1

I need to update the last line from a few more than 2GB files made up of lines of text that can not be read with readlines(). Currently, it work fine by looping through line by line. However, I am wondering if there is any compiled library can achieve this more efficiently? Thanks!

Current approach

    myfile = open("large.XML")
    for line in myfile:
        do_something()
Community
  • 1
  • 1
TTT
  • 4,354
  • 13
  • 73
  • 123
  • If it's XML why aren't you using an XML parser?
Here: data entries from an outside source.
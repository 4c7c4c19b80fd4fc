//! The poll loop.
//!
//! Each cycle fetches a snapshot, feeds it to the [`LifecycleTracker`] and
//! dispatches the resulting deletions one after the other. A failed fetch
//! leaves the tracking table untouched; a failed deletion never aborts the
//! cycle.

use crate::{SnapshotFetcher, TorrentRemover};
use chrono::{DateTime, Utc};
use seedreap_config::{Config, DeletePolicy};
use seedreap_tracker::{DeletionAction, LifecycleTracker};
use seedreap_types::Snapshot;
use std::time::Duration;
use tokio::sync::watch;
use tracing::{debug, info, warn};

/// Settings for the poll loop.
#[derive(Debug, Clone, Copy, PartialEq, Eq)]
pub struct ReaperOptions {
    /// Pause between the end of one cycle and the start of the next.
    pub poll_interval: Duration,
    /// What to do with a tracking entry when its deletion fails.
    pub delete_policy: DeletePolicy,
    /// Drop entries for torrents missing from the snapshot.
    pub prune_vanished: bool,
    /// Log deletions instead of performing them.
    pub dry_run: bool,
}

impl ReaperOptions {
    /// Builds loop settings from the daemon configuration.
    #[must_use]
    pub const fn from_config(config: &Config) -> Self {
        Self {
            poll_interval: config.poll_interval(),
            delete_policy: config.delete_policy(),
            prune_vanished: config.prune_vanished(),
            dry_run: false,
        }
    }

    /// Enables or disables dry-run mode.
    #[must_use]
    pub const fn with_dry_run(mut self, dry_run: bool) -> Self {
        self.dry_run = dry_run;
        self
    }
}

/// What one successful cycle did.
#[derive(Debug, Clone, Copy, Default, PartialEq, Eq)]
pub struct CycleSummary {
    /// Torrents in the snapshot.
    pub seen: usize,
    /// Torrents in the snapshot in a completed state.
    pub completed: usize,
    /// Entries in the tracking table after the cycle.
    pub tracked: usize,
    /// Torrents whose grace period started.
    pub newly_tracked: usize,
    /// Torrents forgotten because they stopped seeding.
    pub untracked: usize,
    /// Deletions that succeeded (or were logged, in dry-run mode).
    pub deleted: usize,
    /// Deletions the remover reported as failed.
    pub failed_deletions: usize,
    /// Entries dropped because their torrent vanished from the snapshot.
    pub pruned: usize,
}

/// Drives the lifecycle tracker against a download client.
///
/// Owns the tracker exclusively; all state changes happen on the task that
/// runs [`run`](Self::run).
#[derive(Debug)]
pub struct Reaper<F, R> {
    fetcher: F,
    remover: R,
    tracker: LifecycleTracker,
    options: ReaperOptions,
}

impl<F, R> Reaper<F, R>
where
    F: SnapshotFetcher,
    R: TorrentRemover,
{
    /// Creates a new driver.
    #[must_use]
    pub const fn new(fetcher: F, remover: R, tracker: LifecycleTracker, options: ReaperOptions) -> Self {
        Self {
            fetcher,
            remover,
            tracker,
            options,
        }
    }

    /// Returns the tracker.
    #[must_use]
    pub const fn tracker(&self) -> &LifecycleTracker {
        &self.tracker
    }

    /// Returns the loop settings.
    #[must_use]
    pub const fn options(&self) -> &ReaperOptions {
        &self.options
    }

    /// Runs cycles until `shutdown` turns `true` or its sender is dropped.
    ///
    /// The first cycle starts immediately; each later one starts a full poll
    /// interval after the previous one ended, whether it succeeded or not.
    /// Shutdown is observed between cycles; a cycle in progress always finishes.
    pub async fn run(&mut self, mut shutdown: watch::Receiver<bool>) {
        let interval_secs = self.options.poll_interval.as_secs();
        info!(
            threshold_minutes = self.tracker.threshold().num_minutes(),
            interval_secs,
            policy = %self.options.delete_policy,
            dry_run = self.options.dry_run,
            "starting qBittorrent auto-delete loop"
        );

        loop {
            if *shutdown.borrow_and_update() {
                break;
            }

            match self.run_cycle().await {
                Ok(summary) => {
                    info!(
                        seen = summary.seen,
                        completed = summary.completed,
                        tracked = summary.tracked,
                        deleted = summary.deleted,
                        failed = summary.failed_deletions,
                        "completed checking torrents, sleeping for {interval_secs} seconds"
                    );
                }
                Err(e) => {
                    warn!(error = %e, "error getting torrents, retrying in {interval_secs} seconds");
                }
            }

            tokio::select! {
                biased;
                changed = shutdown.changed() => {
                    if changed.is_err() {
                        break;
                    }
                }
                _ = tokio::time::sleep(self.options.poll_interval) => {}
            }
        }

        info!(tracked = self.tracker.table().len(), "auto-delete loop stopped");
    }

    /// Runs one cycle, reading the wall clock once the snapshot has arrived.
    ///
    /// # Errors
    ///
    /// Returns the fetcher's error; the tracking table is unchanged in that case.
    pub async fn run_cycle(&mut self) -> Result<CycleSummary, F::Error> {
        self.run_cycle_with(Utc::now).await
    }

    /// Runs one cycle, calling `clock` after a successful fetch to get the
    /// observation time.
    ///
    /// # Errors
    ///
    /// Returns the fetcher's error; `clock` is not called and the tracking
    /// table is unchanged in that case.
    pub async fn run_cycle_with<C>(&mut self, clock: C) -> Result<CycleSummary, F::Error>
    where
        C: FnOnce() -> DateTime<Utc> + Send,
    {
        let snapshot = self.fetcher.fetch_snapshot().await?;
        let now = clock();
        Ok(self.process(&snapshot, now).await)
    }

    /// Feeds one snapshot observed at `now` to the tracker and dispatches the
    /// resulting deletions.
    async fn process(&mut self, snapshot: &Snapshot, now: DateTime<Utc>) -> CycleSummary {
        let report = self.tracker.observe(snapshot, now);
        for (id, name) in &report.newly_tracked {
            info!(hash = %id, name = %name, "tracking new seeding torrent");
        }
        for id in &report.untracked {
            debug!(hash = %id, "torrent no longer seeding, untracked");
        }

        let pruned = if self.options.prune_vanished {
            let dropped = self.tracker.retain_present(snapshot);
            for id in &dropped {
                debug!(hash = %id, "torrent vanished from snapshot, untracked");
            }
            dropped.len()
        } else {
            0
        };

        let mut summary = CycleSummary {
            seen: report.seen,
            completed: report.completed,
            newly_tracked: report.newly_tracked.len(),
            untracked: report.untracked.len(),
            pruned,
            ..CycleSummary::default()
        };

        for action in &report.deletions {
            if self.dispatch(action, now).await {
                summary.deleted += 1;
            } else {
                summary.failed_deletions += 1;
            }
        }

        summary.tracked = self.tracker.table().len();
        summary
    }

    /// Issues one deletion. Returns false if the remover failed.
    async fn dispatch(&mut self, action: &DeletionAction, now: DateTime<Utc>) -> bool {
        let seeded_for = now - action.tracked_since;
        info!(
            hash = %action.id,
            name = %action.name,
            seeded_minutes = seeded_for.num_minutes(),
            "deleting seeding torrent"
        );

        if self.options.dry_run {
            info!(hash = %action.id, name = %action.name, "dry run, torrent left in place");
            return true;
        }

        match self.remover.delete_torrent(&action.id, &action.name).await {
            Ok(()) => {
                info!(hash = %action.id, name = %action.name, "deleted torrent");
                true
            }
            Err(e) => {
                warn!(hash = %action.id, name = %action.name, error = %e, "error deleting torrent");
                if self.options.delete_policy == DeletePolicy::Retry {
                    self.tracker.restore(action);
                }
                false
            }
        }
    }
}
You should be able to achieve a more efficient I have used ElementTree and like it. – Warren P Nov 19 '15 at 18:32
  • @WarrenP Maybe the OP doesn't need to parse the XML? Also, wouldn't that read a big chunk of the file into memory which is what should be avoided? – Two-Bit Alchemist Nov 19 '15 at 18:33
  • related: http://stackoverflow.com/questions/7171140/using-python-iterparse-for-large-xml-files – Warren P Nov 19 '15 at 18:33
  • Perhaps an in-place edit of a file on disk is the fastest technique. – Warren P Nov 19 '15 at 18:35
  • 1
    Not really a duplicate because this person wants to rewrite the end of the file, not load it into ram. – Warren P Nov 19 '15 at 18:36
  • @WarrenP, thanks for your comments and I am using XML as an example, but I think this question can be applied to other type of plain text files as well. – TTT Nov 19 '15 at 19:19
  • I made some edits, I think you should try to state that you don't want to assume any particular format. But you do need to state why readlines won't work. Obviously for x in y is doing the same kind of read-line logic under the hood, just producing a lot more wasted ram. – Warren P Nov 19 '15 at 20:01
  • I don't understand how this isn't a duplicate but the accepted answer does the same thing as the accepted answer on the duplicate with the exceptions that it (1.) uses `mmap` to navigate to the spot in the file agnostically, rather than using the built-in `file` methods [is this necessary/faster? I don't know] and (2.) opens the file in `r+`, enabling writes, which is the obvious answer to this objection that the OP wants to write to the file rather than just reading it... – Two-Bit Alchemist Nov 20 '15 at 00:24
  • 1
    @Two-BitAlchemist: As you suggested. closed this question. thanks! – TTT Nov 20 '15 at 03:37
  • @Two-BitAlchemist: While [the other question](https://stackoverflow.com/q/136168/364696) is quite similar, adapting it to replace lines is non-trivial (it doesn't find the exact location where the lines in question end, so you have to adapt it to figure that out to perform the necessary truncation). I think it should be linked, but it's not a "duplicate" (it's asking a different question, and the answers are related, but not trivially reusable). – ShadowRanger Jul 01 '19 at 14:22

2 Answers2

6

If this is really something line based (where a true XML parser isn't necessary the best solution), mmap can help here.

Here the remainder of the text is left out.